**Exercise requirements:**
Every line from the one that includes "pub fn is_successful(&self)" to the end of the entries should be written out exactly, with the first and last included.

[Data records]
☆ ☆ ☆ ☆
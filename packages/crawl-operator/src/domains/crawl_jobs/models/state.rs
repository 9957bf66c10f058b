use serde::{Deserialize, Serialize};
use std::fmt;

/// Lifecycle state of a crawl job.
///
/// `Starting -> WaitingOrgLimit -> Starting -> WaitingCapacity -> Running`
/// and then one of the four terminal states.
#[derive(Debug, Clone, Copy, PartialEq, Eq, Hash, Serialize, Deserialize, Default)]
#[serde(rename_all = "snake_case")]
pub enum CrawlState {
    #[default]
    Starting,
    WaitingOrgLimit,
    WaitingCapacity,
    Running,
    Complete,
    PartialComplete,
    Failed,
    Canceled,
}

impl CrawlState {
    pub const TERMINAL: [CrawlState; 4] = [
        CrawlState::Complete,
        CrawlState::PartialComplete,
        CrawlState::Failed,
        CrawlState::Canceled,
    ];

    pub fn as_str(&self) -> &'static str {
        match self {
            CrawlState::Starting => "starting",
            CrawlState::WaitingOrgLimit => "waiting_org_limit",
            CrawlState::WaitingCapacity => "waiting_capacity",
            CrawlState::Running => "running",
            CrawlState::Complete => "complete",
            CrawlState::PartialComplete => "partial_complete",
            CrawlState::Failed => "failed",
            CrawlState::Canceled => "canceled",
        }
    }

    pub fn parse(value: &str) -> Option<Self> {
        Some(match value {
            "starting" => CrawlState::Starting,
            "waiting_org_limit" => CrawlState::WaitingOrgLimit,
            "waiting_capacity" => CrawlState::WaitingCapacity,
            "running" => CrawlState::Running,
            "complete" => CrawlState::Complete,
            "partial_complete" => CrawlState::PartialComplete,
            "failed" => CrawlState::Failed,
            "canceled" => CrawlState::Canceled,
            _ => return None,
        })
    }

    /// No further progress transition happens from here.
    pub fn is_terminal(&self) -> bool {
        Self::TERMINAL.contains(self)
    }

    /// Outcomes that count as a usable crawl (collections, last-crawl stats).
    pub fn is_successful(&self) -> bool {
        matches!(self, CrawlState::Complete | CrawlState::PartialComplete)
    }

    /// Waiting for admission; the reconciler re-checks quotas every cycle.
    pub fn is_pending_admission(&self) -> bool {
        matches!(self, CrawlState::Starting | CrawlState::WaitingOrgLimit)
    }
}

impl fmt::Display for CrawlState {
    fn fmt(&self, f: &mut fmt::Formatter<'_>) -> fmt::Result {
        f.write_str(self.as_str())
    }
}
//! Crawl jobs domain - reconciliation of CrawlJob resources
//!
//! # Components
//!
//! - `models/` - Typed request, response, spec and status shapes
//! - `machines/` - Pure outcome decisions (no IO)
//! - `admission` - Per-org concurrency limits
//! - `progress` - Mailbox drain and status refresh
//! - `finalizer` - State transitions, cancellation, teardown
//! - `reconciler` - The sync entry point tying it together
//! - `related` - Label queries for the customize hook
//! - `keys` - Progress-store key schema

pub mod admission;
pub mod finalizer;
pub mod keys;
pub mod machines;
pub mod models;
pub mod progress;
pub mod reconciler;
pub mod related;

pub use finalizer::{CancelOutcome, StateChange};
pub use reconciler::sync_crawl;
pub use related::related_resources;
☆ ☆ ☆ ☆
**Exercise answer:**
    pub fn is_successful(&self) -> bool {
        matches!(self, CrawlState::Complete | CrawlState::PartialComplete)
    }

    /// Waiting for admission; the reconciler re-checks quotas every cycle.
    pub fn is_pending_admission(&self) -> bool {
        matches!(self, CrawlState::Starting | CrawlState::WaitingOrgLimit)
    }
}

impl fmt::Display for CrawlState {
    fn fmt(&self, f: &mut fmt::Formatter<'_>) -> fmt::Result {
        f.write_str(self.as_str())
    }
}
//! Crawl jobs domain - reconciliation of CrawlJob resources
//!
//! # Components
//!
//! - `models/` - Typed request, response, spec and status shapes
//! - `machines/` - Pure outcome decisions (no IO)
//! - `admission` - Per-org concurrency limits
//! - `progress` - Mailbox drain and status refresh
//! - `finalizer` - State transitions, cancellation, teardown
//! - `reconciler` - The sync entry point tying it together
//! - `related` - Label queries for the customize hook
//! - `keys` - Progress-store key schema

pub mod admission;
pub mod finalizer;
pub mod keys;
pub mod machines;
pub mod models;
pub mod progress;
pub mod reconciler;
pub mod related;

pub use finalizer::{CancelOutcome, StateChange};
pub use reconciler::sync_crawl;
pub use related::related_resources;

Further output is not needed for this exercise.